Y después, que es una distracción económica, como
pasearse sobre la costanera, como sentarse y robar de noche un pedacito
de arena para dedicarse a soportar así, bien barato, los rebotes
de la ola de calor en estas playas.
Son cerca de las dos y aún los puestos de panchos no cierran. Acá
el pulso para el cierre lo marca el show, dice uno de los puesteros.
El show es ese que estas noches reúne hasta trescientas personas
en las gradas, ahí en la rambla donde Gatti todavía está.

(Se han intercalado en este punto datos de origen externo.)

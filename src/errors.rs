//! Kaleido error handling
//!
//! Parsing variant specifications never fails. Errors only arise at the edges:
//! reading a configuration file, decoding it, and writing output. All of
//! them are reported through one `miette`-aware enum so the CLI can render them
//! as diagnostics.

use std::path::PathBuf;
use std::sync::Arc;

use miette::{Diagnostic, NamedSource, SourceSpan};
use thiserror::Error;

/// Shorthand for results carrying a [`KaleidoError`].
pub type Result<T> = std::result::Result<T, KaleidoError>;

#[derive(Error, Diagnostic, Debug)]
pub enum KaleidoError {
    #[error("Config error: cannot read '{}'", path.display())]
    #[diagnostic(
        code(kaleido::config::read),
        help("check that the file passed with --config exists and is readable")
    )]
    ConfigRead {
        path: PathBuf,
        #[source]
        source: std::io::Error,
    },

    #[error("Config error: {message}")]
    #[diagnostic(
        code(kaleido::config::parse),
        help("expected a mapping with optional `variants` and `variant_setup` strings")
    )]
    ConfigParse {
        message: String,
        #[source_code]
        src: Arc<NamedSource<String>>,
        #[label("here")]
        span: Option<SourceSpan>,
    },

    #[error("Output error: cannot encode JSON")]
    #[diagnostic(code(kaleido::output::json))]
    Serialize(#[from] serde_json::Error),

    #[error("Output error: {0}")]
    #[diagnostic(code(kaleido::output::io))]
    Io(#[from] std::io::Error),
}

impl KaleidoError {
    /// Builds a [`KaleidoError::ConfigParse`] from a YAML decoding failure,
    /// pointing at the reported location when there is one.
    pub fn config_parse(error: serde_yaml::Error, name: &str, source: &str) -> Self {
        let span = error
            .location()
            .map(|loc| SourceSpan::from((loc.index().min(source.len()), 1)));
        let message = error.to_string();
        Self::ConfigParse {
            message,
            src: Arc::new(NamedSource::new(name, source.to_string())),
            span,
        }
    }
}

#[cfg(test)]
mod tests {
    use super::*;

    #[test]
    fn yaml_errors_keep_their_location() {
        let source = "variants: [unclosed";
        let error = serde_yaml::from_str::<serde_yaml::Value>(source).unwrap_err();
        let err = KaleidoError::config_parse(error, "kaleido.yaml", source);
        match &err {
            KaleidoError::ConfigParse { span, message, .. } => {
                assert!(span.is_some());
                assert!(!message.is_empty());
            }
            other => panic!("unexpected error: {other:?}"),
        }
        assert_eq!(
            err.code().map(|c| c.to_string()).as_deref(),
            Some("kaleido::config::parse")
        );
    }

    #[test]
    fn read_errors_name_the_path() {
        let err = KaleidoError::ConfigRead {
            path: PathBuf::from("missing.yaml"),
            source: std::io::Error::new(std::io::ErrorKind::NotFound, "gone"),
        };
        assert_eq!(err.to_string(), "Config error: cannot read 'missing.yaml'");
    }
}
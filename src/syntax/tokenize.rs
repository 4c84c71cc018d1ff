//! Turns raw specification strings into attribute lists.

use super::{split_escaped, ATTRIBUTE_SEPARATOR, VARIANT_SEPARATOR};

/// One variant occurrence: its attributes followed by the variant name.
///
/// The name is always the last element; an attribute list produced by
/// [`tokenize`] is never empty.
pub type AttrList = Vec<String>;

/// Tokenizes specification strings into attribute lists.
///
/// Every string is split into variants on `,` and every variant into tokens on
/// `:`. Empty tokens are dropped. A bare name inherits the attribute prefix of
/// the most recent attributed variant in the same string; each string starts
/// with an empty prefix, so nothing is inherited across strings.
///
/// # Example
/// ```rust
/// use kaleido::syntax::tokenize;
/// assert_eq!(
///     tokenize(["prod:v1,v2", "test:v3"]),
///     vec![
///         vec!["prod", "v1"],
///         vec!["prod", "v2"],
///         vec!["test", "v3"],
///     ]
/// );
/// ```
pub fn tokenize<I, S>(args: I) -> Vec<AttrList>
where
    I: IntoIterator<Item = S>,
    S: AsRef<str>,
{
    let mut lists = Vec::new();

    for arg in args {
        let arg = arg.as_ref();
        tracing::debug!(arg, "tokenizing variant specification");

        let mut inherited: Vec<String> = Vec::new();
        for segment in split_escaped(arg, VARIANT_SEPARATOR) {
            let mut tokens: AttrList = split_escaped(&segment, ATTRIBUTE_SEPARATOR)
                .into_iter()
                .filter(|token| !token.is_empty())
                .collect();

            if tokens.len() == 1 && !inherited.is_empty() {
                let mut with_prefix = inherited.clone();
                with_prefix.append(&mut tokens);
                tokens = with_prefix;
            }
            if tokens.len() > 1 {
                inherited = tokens[..tokens.len() - 1].to_vec();
            }
            if tokens.is_empty() {
                continue;
            }
            lists.push(tokens);
        }
    }

    tracing::debug!(?lists, "tokenized attribute lists");
    lists
}
//! Tracing setup for the `kaleido` binary.
//!
//! Library code only emits events; installing a subscriber is left to the
//! binary (or to whatever host embeds the library).

use tracing_subscriber::{
    filter::EnvFilter, layer::SubscriberExt, util::SubscriberInitExt, Layer,
};

/// Filter directive for a `-v` count: warn, then debug, then trace.
pub fn level_for_verbosity(verbose: u8) -> &'static str {
    match verbose {
        0 => "warn",
        1 => "kaleido=debug",
        _ => "kaleido=trace",
    }
}

/// Installs a stderr fmt subscriber.
///
/// `RUST_LOG` takes precedence over `verbose`. A second call is a no-op.
pub fn init_tracing(verbose: u8) {
    let filter = EnvFilter::try_from_default_env()
        .unwrap_or_else(|_| EnvFilter::new(level_for_verbosity(verbose)));

    let _ = tracing_subscriber::registry()
        .with(
            tracing_subscriber::fmt::layer()
                .with_writer(std::io::stderr)
                .with_target(true)
                .with_filter(filter),
        )
        .try_init();
}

Pero la gente no sólo llega hasta allí: ahora han tomado
la arena. Los guardavidas de la Popular uno, a algunos metros de ahí,
mantienen abiertos sus puestos de vigilancia sobre la línea del
mar. Se oyen silbatos y Ariel Martínez, del puesto, explica que
son nadadores no graduados aún, que hacen mérito entrenándose
en salvatajes. Cubren la noche de mar, como Martínez cubre el puesto
de sillas hasta tarde porque, dice, vi demasiado calor, supuse que
iba a andar mucha gente y vine para cuidar las cosas.
Marcos todavía no se metió al mar. Desde esta tarde ocupa
el departamento de la familia frente al puerto. Llegó con Hernán
Schilman, que acaba de conocer en la arena a Carolina Climente y a su
hermano David, los dos de Mar del Plata. Hoy, porque hacía
calor, vinimos acá son los dueños de las bicis tiradas,
si no, vamos a Varesse, por las olas, es más tranquilo.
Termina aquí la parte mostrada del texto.